After hitting 4.8% on Tuesday, the 10-year Treasury bond yield retreated to 4.73% on Wednesday, ceding some of Tuesday's big gains.
Despite Thursday's strong economic news — including a further drop in the four-week average of jobless claims to 208,750 — the 10-year Treasury yield eased to 4.71% as the S&P 500 headed lower.
While Fed Chair Jerome Powell has said the central bank will need to see six months of tame data to gain confidence in the current trend, we're getting pretty close. The six-month annualized core PCE inflation rate eased to 2.9% in August from 3.4% in July.
So if inflation is falling, why have the 10-year Treasury yield and other government bond yields been moving higher? The reason is that real interest rates, which subtract inflation, are rising.
The market seems to be struggling to digest a ton of supply. Treasury borrowing has surged amid growing deficits, even as the Fed's quantitative tightening program unloads up to $95 billion per month in Treasuries and government-backed mortgage securities.
The other reason real interest rates have surged is that the Fed thinks it will take higher real interest rates, at least temporarily, to wrestle inflation back to 2%.
Still, the Fed could be wrong. Consumers and small businesses might succumb to high interest rates before the Fed expects. High interest rates, high gas prices and renewed student loan payments are all hitting consumers at the same time. The Fed's projections are based on what was happening in the economy in June and July, before those recent stresses escalated.
S&P 500
The S&P 500 slipped 0.5% in Thursday afternoon stock market action, giving back much of Wednesday's bounce. On Tuesday, the S&P 500 slid 1.4% to the lowest level since June 1, after an unexpected rise in job openings spiked Treasury yields.

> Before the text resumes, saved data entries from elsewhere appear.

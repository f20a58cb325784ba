//! Garbage collection
//!
//! A stop-the-world mark-sweep collector over the runtime heap. Roots are
//! the per-context globals and intrinsics, pending exceptions, values on the
//! native call stack and every object the host holds a reference to.

mod collector;
mod roots;

pub use collector::{collect, GcOutcome, GcStats};
pub use roots::RootSet;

The S&P 500 has now fallen about 8% from its closing high on July 31, which was the peak of a massive 28% rally from the Oct. 12 bear-market low.
The market likely needs to see clear evidence that the economy is softening before it can mount a significant rally.
Be sure to read IBD's The Big Picture column after each trading day to get the latest on the prevailing stock market trend and what it means for your trading decisions.
About half the recent drawdown has come since Sept. 20, when The Big Picture warned IBD readers that a correction was at hand and it was time to step to the sidelines.